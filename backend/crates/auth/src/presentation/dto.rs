//! API DTOs (Data Transfer Objects)

use serde::{Deserialize, Serialize};

use crate::domain::entity::{police_officer::PoliceOfficer, user::User};

// ============================================================================
// Sign Up
// ============================================================================

/// Sign up request
#[derive(Debug, Clone, Deserialize)]
#[serde(rename_all = "camelCase")]
pub struct SignUpRequest {
    pub full_name: String,
    pub email: Option<String>,
    pub mobile: Option<String>,
    pub password: String,
    /// `worker` or `police`
    pub role: String,
}

/// Sign up response
#[derive(Debug, Clone, Serialize)]
#[serde(rename_all = "camelCase")]
pub struct SignUpResponse {
    pub user: UserResponse,
    #[serde(skip_serializing_if = "Option::is_none")]
    pub officer: Option<OfficerResponse>,
}

// ============================================================================
// Login
// ============================================================================

/// Login request
#[derive(Debug, Clone, Deserialize)]
#[serde(rename_all = "camelCase")]
pub struct LoginRequest {
    /// Email or mobile number
    pub identifier: String,
    pub password: String,
}

/// Login response. The token is also set as the session cookie.
#[derive(Debug, Clone, Serialize)]
#[serde(rename_all = "camelCase")]
pub struct LoginResponse {
    pub token: String,
    pub token_type: &'static str,
    pub user: UserResponse,
}

// ============================================================================
// Session Status
// ============================================================================

#[derive(Debug, Clone, Serialize)]
#[serde(rename_all = "camelCase")]
pub struct SessionStatusResponse {
    pub authenticated: bool,
    pub user_id: Option<String>,
    pub role: Option<String>,
    pub expires_at_ms: Option<i64>,
}

// ============================================================================
// Current user
// ============================================================================

#[derive(Debug, Clone, Serialize)]
#[serde(rename_all = "camelCase")]
pub struct UserResponse {
    pub id: String,
    pub full_name: String,
    pub email: Option<String>,
    pub mobile: Option<String>,
    pub role: String,
    pub last_login_at: Option<i64>,
}

impl From<&User> for UserResponse {
    fn from(user: &User) -> Self {
        Self {
            id: user.user_id.to_string(),
            full_name: user.full_name.clone(),
            email: user.email.as_ref().map(|e| e.as_str().to_string()),
            mobile: user.mobile.as_ref().map(|m| m.as_str().to_string()),
            role: user.user_role.code().to_string(),
            last_login_at: user.last_login_at.map(|t| t.timestamp_millis()),
        }
    }
}

#[derive(Debug, Clone, Serialize)]
#[serde(rename_all = "camelCase")]
pub struct OfficerResponse {
    pub badge_number: String,
    pub station_code: String,
    pub station_name: String,
    pub district: String,
    pub state: String,
    pub rank: String,
}

impl From<&PoliceOfficer> for OfficerResponse {
    fn from(officer: &PoliceOfficer) -> Self {
        Self {
            badge_number: officer.badge_number.clone(),
            station_code: officer.station_code.clone(),
            station_name: officer.station_name.clone(),
            district: officer.district.clone(),
            state: officer.state.clone(),
            rank: officer.rank.clone(),
        }
    }
}

#[derive(Debug, Clone, Serialize)]
#[serde(rename_all = "camelCase")]
pub struct MeResponse {
    #[serde(flatten)]
    pub user: UserResponse,
    #[serde(skip_serializing_if = "Option::is_none")]
    pub officer: Option<OfficerResponse>,
}
//! Worker Profile Use Case
//!
//! What a signed-in worker sees about their own application.

use std::sync::Arc;

use kernel::id::UserId;

use crate::domain::entity::verification_record::VerificationRecord;
use crate::domain::entity::worker::Worker;
use crate::domain::repository::{VerificationRepository, WorkerRepository};
use crate::domain::value_object::status::VerificationStatus;
use crate::error::WorkforceResult;

/// Verification progress of the worker's application
#[derive(Debug, Clone)]
pub struct VerificationStatusOutput {
    pub worker: Worker,
    /// Most recent decision, if an officer has decided
    pub latest_decision: Option<VerificationRecord>,
}

pub struct WorkerProfileUseCase<R>
where
    R: WorkerRepository + VerificationRepository,
{
    repo: Arc<R>,
}

impl<R> WorkerProfileUseCase<R>
where
    R: WorkerRepository + VerificationRepository,
{
    pub fn new(repo: Arc<R>) -> Self {
        Self { repo }
    }

    /// The worker, or `None` before onboarding step 1
    pub async fn profile(&self, user_id: &UserId) -> WorkforceResult<Option<Worker>> {
        self.repo.find_worker_by_user(user_id).await
    }

    pub async fn verification_status(
        &self,
        user_id: &UserId,
    ) -> WorkforceResult<Option<VerificationStatusOutput>> {
        let Some(worker) = self.repo.find_worker_by_user(user_id).await? else {
            return Ok(None);
        };

        // face checks leave pending records; only decisions count here
        let latest_decision = self
            .repo
            .records_for_worker(&worker.worker_id)
            .await?
            .into_iter()
            .find(|r| r.status != VerificationStatus::Pending);

        Ok(Some(VerificationStatusOutput {
            worker,
            latest_decision,
        }))
    }
}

* Your assignment: Repeat exactly the lines of the records from the one containing "r.status != VerificationStatus::Pending);" to the last, and include no line outside that stretch.

* Answer box:
            .find(|r| r.status != VerificationStatus::Pending);

        Ok(Some(VerificationStatusOutput {
            worker,
            latest_decision,
        }))
    }
}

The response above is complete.